** Opening Material provided block **
use serde::{Deserialize, Serialize};
use serde_json::Value;

/// Schema identifier carried by every frame.
pub const SCHEMA: &str = "public_sse_v1";

/// Frame kind discriminator. Clients parse by `kind`; there are no SSE
/// event names on the wire.
#[derive(Debug, Clone, Copy, PartialEq, Eq, Serialize, Deserialize)]
#[serde(rename_all = "snake_case")]
pub enum FrameKind {
    RawResponse,
    RunItem,
    AgentUpdate,
    Lifecycle,
    GuardrailResult,
    Final,
    Error,
}

impl FrameKind {
    pub fn is_terminal(&self) -> bool {
        matches!(self, FrameKind::Final | FrameKind::Error)
    }
}

/// Workflow tagging attached to every frame of a workflow stream.
#[derive(Debug, Clone, PartialEq, Serialize, Deserialize, Default)]
pub struct WorkflowMeta {
    pub workflow_key: String,
    pub workflow_run_id: String,
    #[serde(skip_serializing_if = "Option::is_none")]
    pub step_name: Option<String>,
    #[serde(skip_serializing_if = "Option::is_none")]
    pub step_agent: Option<String>,
    #[serde(skip_serializing_if = "Option::is_none")]
    pub stage_name: Option<String>,
    #[serde(skip_serializing_if = "Option::is_none")]
    pub parallel_group: Option<String>,
    #[serde(skip_serializing_if = "Option::is_none")]
    pub branch_index: Option<u32>,
}

/// An attachment resolved against the object store, shipped on frames and
/// persisted alongside messages.
#[derive(Debug, Clone, PartialEq, Serialize, Deserialize)]
pub struct MessageAttachment {
    pub object_id: String,
    pub filename: String,
    pub mime_type: String,
    pub size_bytes: u64,
    #[serde(skip_serializing_if = "Option::is_none")]
    pub tool_call_id: Option<String>,
    #[serde(skip_serializing_if = "Option::is_none")]
    pub container_file_id: Option<String>,
    #[serde(skip_serializing_if = "Option::is_none")]
    pub presigned_url: Option<String>,
}

/// A tool invocation surfaced on `run_item` frames.
#[derive(Debug, Clone, PartialEq, Serialize, Deserialize, Default)]
pub struct ToolCallPayload {
    #[serde(skip_serializing_if = "Option::is_none")]
    pub id: Option<String>,
    #[serde(skip_serializing_if = "Option::is_none")]
    pub name: Option<String>,
    #[serde(skip_serializing_if = "Option::is_none")]
    pub arguments: Option<Value>,
    #[serde(skip_serializing_if = "Option::is_none")]
    pub output: Option<Value>,
}

/// Result of one guardrail check, surfaced on `guardrail_result` frames.
#[derive(Debug, Clone, PartialEq, Serialize, Deserialize)]
pub struct GuardrailOutcome {
    pub guardrail_key: String,
    pub guardrail_stage: String,
    pub guardrail_tripwire_triggered: bool,
    pub guardrail_suppressed: bool,
    #[serde(skip_serializing_if = "Option::is_none")]
    pub guardrail_token_usage: Option<u64>,
    #[serde(skip_serializing_if = "Value::is_null", default)]
    pub info: Value,
}

/// One `public_sse_v1` frame.
///
/// The envelope fields are always present; kind-specific payload fields are
/// optional and omitted from the wire when unset. Wire lines are exactly
/// `data: <json>\n\n`.
#[derive(Debug, Clone, PartialEq, Serialize, Deserialize)]
pub struct StreamFrame {
    pub schema: String,
    pub kind: FrameKind,
    pub event_id: u64,
    pub stream_id: String,
    pub server_timestamp: String,
    pub conversation_id: String,
    #[serde(skip_serializing_if = "Option::is_none")]
    pub response_id: Option<String>,
    #[serde(skip_serializing_if = "Option::is_none")]
    pub agent: Option<String>,
    #[serde(skip_serializing_if = "Option::is_none")]
    pub workflow: Option<WorkflowMeta>,

    // raw_response
    #[serde(skip_serializing_if = "Option::is_none")]
    pub raw_type: Option<String>,
    #[serde(skip_serializing_if = "Option::is_none")]
    pub text_delta: Option<String>,
    #[serde(skip_serializing_if = "Option::is_none")]
    pub reasoning_delta: Option<String>,

    // run_item / final
    #[serde(skip_serializing_if = "Option::is_none")]
    pub run_item_type: Option<String>,
    #[serde(skip_serializing_if = "Option::is_none")]
    pub run_item_name: Option<String>,
    #[serde(skip_serializing_if = "Option::is_none")]
    pub response_text: Option<String>,
    #[serde(skip_serializing_if = "Option::is_none")]
    pub structured_output: Option<Value>,
    #[serde(skip_serializing_if = "Option::is_none")]
    pub tool_call: Option<ToolCallPayload>,
    #[serde(skip_serializing_if = "Option::is_none")]
    pub tool_call_id: Option<String>,
    #[serde(skip_serializing_if = "Option::is_none")]
    pub tool_name: Option<String>,
    #[serde(skip_serializing_if = "Option::is_none")]
    pub annotations: Option<Vec<Value>>,
    #[serde(skip_serializing_if = "Option::is_none")]
    pub attachments: Option<Vec<MessageAttachment>>,

    // agent_update
    #[serde(skip_serializing_if = "Option::is_none")]
    pub new_agent: Option<String>,
    #[serde(skip_serializing_if = "Option::is_none")]
    pub display_name: Option<String>,

    // lifecycle
    #[serde(skip_serializing_if = "Option::is_none")]
    pub event: Option<String>,
    #[serde(skip_serializing_if = "Option::is_none")]
    pub payload: Option<Value>,

    // guardrail_result
    #[serde(flatten)]
    pub guardrail: Option<GuardrailOutcome>,

    // error
    #[serde(skip_serializing_if = "Option::is_none")]
    pub error_code: Option<String>,
    #[serde(skip_serializing_if = "Option::is_none")]
    pub error_message: Option<String>,
}

/// Envelope shared by every frame of one physical stream.
#[derive(Debug, Clone)]
pub struct FrameEnvelope {
    pub stream_id: String,
    pub conversation_id: String,
    pub agent: Option<String>,
    pub workflow: Option<WorkflowMeta>,
}

impl FrameEnvelope {
    pub fn new(conversation_id: impl Into<String>) -> Self {
        Self {
            stream_id: new_stream_id(),
            conversation_id: conversation_id.into(),
            agent: None,
            workflow: None,
        }
    }

    pub fn with_agent(mut self, agent: impl Into<String>) -> Self {
        self.agent = Some(agent.into());
        self
    }

    pub fn with_workflow(mut self, workflow: WorkflowMeta) -> Self {
        self.workflow = Some(workflow);
        self
    }

    fn base(&self, kind: FrameKind, event_id: u64) -> StreamFrame {
        StreamFrame {
            schema: SCHEMA.to_string(),
            kind,
            event_id,
            stream_id: self.stream_id.clone(),
            server_timestamp: now_rfc3339_millis(),
            conversation_id: self.conversation_id.clone(),
            response_id: None,
            agent: self.agent.clone(),
            workflow: self.workflow.clone(),
            raw_type: None,
            text_delta: None,
            reasoning_delta: None,
            run_item_type: None,
            run_item_name: None,
            response_text: None,
            structured_output: None,
            tool_call: None,
            tool_call_id: None,
            tool_name: None,
            annotations: None,
            attachments: None,
            new_agent: None,
            display_name: None,
            event: None,
            payload: None,
            guardrail: None,
            error_code: None,
            error_message: None,
        }
    }

    pub fn lifecycle(&self, event_id: u64, event: impl Into<String>, payload: Value) -> StreamFrame {
        let mut f = self.base(FrameKind::Lifecycle, event_id);
        f.event = Some(event.into());
        if !payload.is_null() {
            f.payload = Some(payload);
        }
        f
    }

    pub fn raw_response(
        &self,
        event_id: u64,
        raw_type: impl Into<String>,
        text_delta: Option<String>,
        reasoning_delta: Option<String>,
        response_id: Option<String>,
    ) -> StreamFrame {
        let mut f = self.base(FrameKind::RawResponse, event_id);
        f.raw_type = Some(raw_type.into());
        f.text_delta = text_delta;
        f.reasoning_delta = reasoning_delta;
        f.response_id = response_id;
        f
    }

    pub fn agent_update(
        &self,
        event_id: u64,
        new_agent: impl Into<String>,
        display_name: Option<String>,
    ) -> StreamFrame {
        let mut f = self.base(FrameKind::AgentUpdate, event_id);
        f.new_agent = Some(new_agent.into());
        f.display_name = display_name;
        f
    }

    pub fn run_item(&self, event_id: u64) -> StreamFrame {
        self.base(FrameKind::RunItem, event_id)
    }

    pub fn guardrail_result(&self, event_id: u64, outcome: GuardrailOutcome) -> StreamFrame {
        let mut f = self.base(FrameKind::GuardrailResult, event_id);
        f.guardrail = Some(outcome);
        f
    }

    pub fn final_frame(
        &self,
        event_id: u64,
        response_text: Option<String>,
        structured_output: Option<Value>,
        response_id: Option<String>,
    ) -> StreamFrame {
        let mut f = self.base(FrameKind::Final, event_id);
        f.response_text = response_text;
        f.structured_output = structured_output;
        f.response_id = response_id;
        f
    }

    pub fn error_frame(
        &self,
        event_id: u64,
        code: impl Into<String>,
        message: impl Into<String>,
    ) -> StreamFrame {
        let mut f = self.base(FrameKind::Error, event_id);
        f.error_code = Some(code.into());
        f.error_message = Some(message.into());
        f
    }
}

/// Fresh id for one physical stream delivery: `stream_<16hex>`.
pub fn new_stream_id() -> String {
    use rand::Rng;
    let mut rng = rand::rng();
    let suffix: String = (0..16)
        .map(|_| {
            let n: u8 = rng.random_range(0..16);
            char::from_digit(n as u32, 16).unwrap_or('0')
        })
        .collect();
    format!("stream_{suffix}")
}

/// RFC3339 UTC with millisecond precision, e.g. `2025-01-01T00:00:00.000Z`.
pub fn now_rfc3339_millis() -> String {
    chrono::Utc::now()
        .to_rfc3339_opts(chrono::SecondsFormat::Millis, true)
}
** Closing Material provided block **
Taking the material above, say how many lines have "FrameEnvelope" in them, and give no other output.

Solution to the problem |
2